◆ **WHAT THE TASK ASKS**: If a line in the data below contains "lines", copy it.
- Opening Delimiter -
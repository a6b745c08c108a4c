use indicatif::{ProgressBar, ProgressStyle};
use mdprep::engine::progress::{Progress, ProgressCallback};
use std::sync::{Arc, Mutex};
use std::time::Duration;
use tracing::warn;

const SPINNER_TICK_MS: u64 = 80;

#[derive(Clone)]
pub struct CliProgressHandler {
    pb: Arc<Mutex<ProgressBar>>,
}

impl CliProgressHandler {
    pub fn new() -> Self {
        let pb = ProgressBar::new(0)
            .with_style(Self::stage_style())
            .with_message("Initializing...");
        pb.set_draw_target(indicatif::ProgressDrawTarget::stderr());
        pb.disable_steady_tick();
        pb.finish_and_clear();

        Self {
            pb: Arc::new(Mutex::new(pb)),
        }
    }

    pub fn get_callback(&self) -> ProgressCallback<'static> {
        let pb_clone = self.pb.clone();

        Box::new(move |progress: Progress| {
            let Ok(pb_guard) = pb_clone.lock() else {
                warn!("Progress bar mutex was poisoned. Cannot update progress.");
                return;
            };

            match progress {
                Progress::StageStart {
                    stage,
                    description,
                    index,
                    planned,
                } => {
                    if pb_guard.is_finished() || pb_guard.length() != Some(planned as u64) {
                        pb_guard.reset();
                        pb_guard.set_length(planned as u64);
                        pb_guard.set_style(Self::stage_style());
                        pb_guard.enable_steady_tick(Duration::from_millis(SPINNER_TICK_MS));
                    }
                    pb_guard.set_position(index as u64);
                    pb_guard.set_message(format!("{}: {}", stage, description));
                }
                Progress::StageFinish => {
                    pb_guard.inc(1);
                }
                Progress::Message(msg) => {
                    if !pb_guard.is_finished() {
                        pb_guard.println(format!("  {}", msg));
                    } else {
                        pb_guard.set_message(msg);
                    }
                }
            }
        })
    }

    pub fn finish(&self) {
        if let Ok(pb) = self.pb.lock() {
            pb.disable_steady_tick();
            pb.finish_with_message("✓ Done");
        }
    }

    fn stage_style() -> ProgressStyle {
        ProgressStyle::with_template("{spinner:.green} [{pos}/{len}] {msg}")
            .expect("Failed to create progress style template")
    }
}

impl Default for CliProgressHandler {
    fn default() -> Self {
        Self::new()
    }
}
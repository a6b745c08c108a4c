//! Native structure conversion for checkpoint artifacts.
//!
//! The snapshots the pipeline holds at its checkpoints are line-oriented
//! text files (GRO after a simulation stage, PDB after repair). Converting
//! one into the user-facing output structure only requires reading the atom
//! records, dropping solvent and ion residues, and writing PDB records, so
//! this is done natively rather than through another tool invocation.

use std::fs;
use std::io::Write;
use std::path::Path;

use tracing::debug;

use super::ToolError;
use crate::engine::convert::ArtifactConverter;

/// Residue names excluded from the converted structure. Covers the common
/// water models and the counter-ion names used by the ionization stage.
const EXCLUDED_RESIDUES: &[&str] = &[
    "SOL", "WAT", "HOH", "TIP3", "TIP4", "TIP5", "SPC", "SPCE", "NA", "NA+", "CL", "CL-", "K",
    "K+", "MG", "MG2+", "CA2+", "ZN", "ION",
];

#[derive(Debug, Clone)]
struct AtomRecord {
    name: String,
    res_name: String,
    chain: char,
    res_seq: i32,
    /// Coordinates in Ångström.
    x: f64,
    y: f64,
    z: f64,
}

/// Converts a native snapshot into a macromolecule-only PDB structure.
#[derive(Debug, Default, Clone, Copy)]
pub struct StructureConverter;

impl StructureConverter {
    pub fn new() -> Self {
        StructureConverter
    }
}

impl ArtifactConverter for StructureConverter {
    fn convert(&self, snapshot: &Path, output: &Path) -> Result<(), ToolError> {
        let atoms = match snapshot.extension().and_then(|e| e.to_str()) {
            Some("gro") => read_gro(snapshot)?,
            Some("pdb") => read_pdb(snapshot)?,
            _ => {
                return Err(ToolError::UnsupportedFormat {
                    path: snapshot.to_path_buf(),
                });
            }
        };

        let kept: Vec<&AtomRecord> = atoms.iter().filter(|a| !is_excluded(&a.res_name)).collect();
        if kept.is_empty() {
            return Err(ToolError::EmptySelection {
                path: snapshot.to_path_buf(),
            });
        }
        debug!(
            total = atoms.len(),
            kept = kept.len(),
            "Writing converted structure."
        );

        let mut out = fs::File::create(output)?;
        for (index, atom) in kept.iter().enumerate() {
            writeln!(out, "{}", pdb_atom_line(atom, index as u32 + 1))?;
        }
        writeln!(out, "END")?;
        Ok(())
    }
}

fn is_excluded(res_name: &str) -> bool {
    let upper = res_name.trim().to_ascii_uppercase();
    EXCLUDED_RESIDUES.contains(&upper.as_str())
}

fn field(line: &str, range: std::ops::Range<usize>) -> &str {
    let end = range.end.min(line.len());
    if range.start >= end {
        ""
    } else {
        line.get(range.start..end).unwrap_or("")
    }
}

fn read_gro(path: &Path) -> Result<Vec<AtomRecord>, ToolError> {
    let content = fs::read_to_string(path)?;
    let lines: Vec<&str> = content.lines().collect();
    if lines.len() < 2 {
        return Err(ToolError::MalformedStructure {
            path: path.to_path_buf(),
            line: lines.len(),
        });
    }

    let count: usize =
        lines[1]
            .trim()
            .parse()
            .map_err(|_| ToolError::MalformedStructure {
                path: path.to_path_buf(),
                line: 2,
            })?;
    if lines.len() < 2 + count {
        return Err(ToolError::MalformedStructure {
            path: path.to_path_buf(),
            line: lines.len(),
        });
    }

    let mut atoms = Vec::with_capacity(count);
    for (offset, line) in lines[2..2 + count].iter().enumerate() {
        let line_no = offset + 3;
        let malformed = || ToolError::MalformedStructure {
            path: path.to_path_buf(),
            line: line_no,
        };

        let res_seq: i32 = field(line, 0..5).trim().parse().map_err(|_| malformed())?;
        let res_name = field(line, 5..10).trim().to_string();
        let name = field(line, 10..15).trim().to_string();
        let _serial: u32 = field(line, 15..20).trim().parse().map_err(|_| malformed())?;
        // GRO coordinates are nanometres.
        let x: f64 = field(line, 20..28).trim().parse().map_err(|_| malformed())?;
        let y: f64 = field(line, 28..36).trim().parse().map_err(|_| malformed())?;
        let z: f64 = field(line, 36..44).trim().parse().map_err(|_| malformed())?;
        if res_name.is_empty() || name.is_empty() {
            return Err(malformed());
        }

        atoms.push(AtomRecord {
            name,
            res_name,
            chain: 'A',
            res_seq,
            x: x * 10.0,
            y: y * 10.0,
            z: z * 10.0,
        });
    }
    Ok(atoms)
}

fn read_pdb(path: &Path) -> Result<Vec<AtomRecord>, ToolError> {
    let content = fs::read_to_string(path)?;
    let mut atoms = Vec::new();
    for (index, line) in content.lines().enumerate() {
        if !line.starts_with("ATOM") && !line.starts_with("HETATM") {
            continue;
        }
        let malformed = || ToolError::MalformedStructure {
            path: path.to_path_buf(),
            line: index + 1,
        };

        let _serial: u32 = field(line, 6..11).trim().parse().map_err(|_| malformed())?;
        let name = field(line, 12..16).trim().to_string();
        let res_name = field(line, 17..20).trim().to_string();
        let chain = field(line, 21..22).chars().next().unwrap_or(' ');
        let res_seq: i32 = field(line, 22..26).trim().parse().map_err(|_| malformed())?;
        let x: f64 = field(line, 30..38).trim().parse().map_err(|_| malformed())?;
        let y: f64 = field(line, 38..46).trim().parse().map_err(|_| malformed())?;
        let z: f64 = field(line, 46..54).trim().parse().map_err(|_| malformed())?;
        if res_name.is_empty() || name.is_empty() {
            return Err(malformed());
        }

        atoms.push(AtomRecord {
            name,
            res_name,
            chain,
            res_seq,
            x,
            y,
            z,
        });
    }
    Ok(atoms)
}

fn pdb_atom_line(atom: &AtomRecord, serial: u32) -> String {
    let name = if atom.name.len() >= 4 {
        atom.name.clone()
    } else {
        format!(" {:<3}", atom.name)
    };
    format!(
        "ATOM  {:>5} {:<4} {:<3} {}{:>4}    {:>8.3}{:>8.3}{:>8.3}{:>6.2}{:>6.2}",
        serial, name, atom.res_name, atom.chain, atom.res_seq, atom.x, atom.y, atom.z, 1.00, 0.00
    )
}
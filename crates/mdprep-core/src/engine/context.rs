use tracing::info;

use super::cancel::CancellationToken;
use super::config::PipelineConfig;
use super::journal::ProgressLog;
use super::progress::ProgressReporter;
use crate::core::stage::StageId;

/// Everything a stage invocation needs, constructed once per run and passed
/// by reference: the resolved configuration, the run journal, the progress
/// reporter, and the cancellation flag. There is no process-wide mutable
/// state anywhere in the engine.
pub struct RunContext<'a> {
    pub config: &'a PipelineConfig,
    pub journal: ProgressLog,
    pub reporter: &'a ProgressReporter<'a>,
    pub cancel: CancellationToken,
}

impl<'a> RunContext<'a> {
    pub fn new(
        config: &'a PipelineConfig,
        reporter: &'a ProgressReporter<'a>,
        cancel: CancellationToken,
    ) -> Self {
        RunContext {
            config,
            journal: ProgressLog::open(config.working_dir()),
            reporter,
            cancel,
        }
    }

    /// Log a stage event to both the tracing subscriber and the run journal.
    pub fn announce(&self, stage: StageId, message: &str) {
        info!(stage = %stage, "{}", message);
        self.journal.record(stage, message);
    }
}
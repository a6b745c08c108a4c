//! Remote structure acquisition.
//!
//! Implements the core fetcher contract by streaming the requested entry
//! from the RCSB download service to disk. The engine calls the fetcher
//! synchronously from inside `block_in_place`, so the async request is
//! driven to completion on the runtime handle captured at construction.

use std::fs::File;
use std::io::Write;
use std::path::Path;

use futures_util::StreamExt;
use mdprep::engine::input::{FetchFailure, StructureFetcher};
use tokio::runtime::Handle;
use tracing::{debug, info};

use crate::error::Result;

const DOWNLOAD_BASE_URL: &str = "https://files.rcsb.org/download";

pub struct RcsbFetcher {
    client: reqwest::Client,
    handle: Handle,
}

impl RcsbFetcher {
    pub fn new(handle: Handle) -> Self {
        RcsbFetcher {
            client: reqwest::Client::new(),
            handle,
        }
    }

    async fn download(&self, url: &str, dest: &Path) -> Result<()> {
        debug!(url, "Sending structure download request.");
        let response = self.client.get(url).send().await?.error_for_status()?;

        let mut file = File::create(dest)?;
        let mut stream = response.bytes_stream();
        let mut downloaded: u64 = 0;
        while let Some(chunk) = stream.next().await {
            let chunk = chunk?;
            file.write_all(&chunk)?;
            downloaded += chunk.len() as u64;
        }
        debug!(bytes = downloaded, "Structure download complete.");
        Ok(())
    }
}

impl StructureFetcher for RcsbFetcher {
    fn fetch(&self, id: &str, dest: &Path) -> std::result::Result<(), FetchFailure> {
        let url = format!("{}/{}.pdb", DOWNLOAD_BASE_URL, id.to_ascii_uppercase());
        info!(id, "Downloading structure from the RCSB archive.");
        self.handle
            .block_on(self.download(&url, dest))
            .map_err(|e| FetchFailure {
                reason: e.to_string(),
            })
    }
}

#[cfg(test)]
mod tests {
    use super::*;

    #[test]
    fn download_url_is_uppercased_pdb_entry() {
        // The fetcher builds '<base>/<ID>.pdb'; spot-check the formatting
        // logic the fetch path relies on.
        let id = "6m0j";
        let url = format!("{}/{}.pdb", DOWNLOAD_BASE_URL, id.to_ascii_uppercase());
        assert_eq!(url, "https://files.rcsb.org/download/6M0J.pdb");
    }
}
- Closing Delimiter -
◆ **RESPONSE TO THIS EXERCISE**:
    let lines: Vec<&str> = content.lines().collect();
    if lines.len() < 2 {
            line: lines.len(),
        lines[1]
    if lines.len() < 2 + count {
            line: lines.len(),
    for (offset, line) in lines[2..2 + count].iter().enumerate() {
    for (index, line) in content.lines().enumerate() {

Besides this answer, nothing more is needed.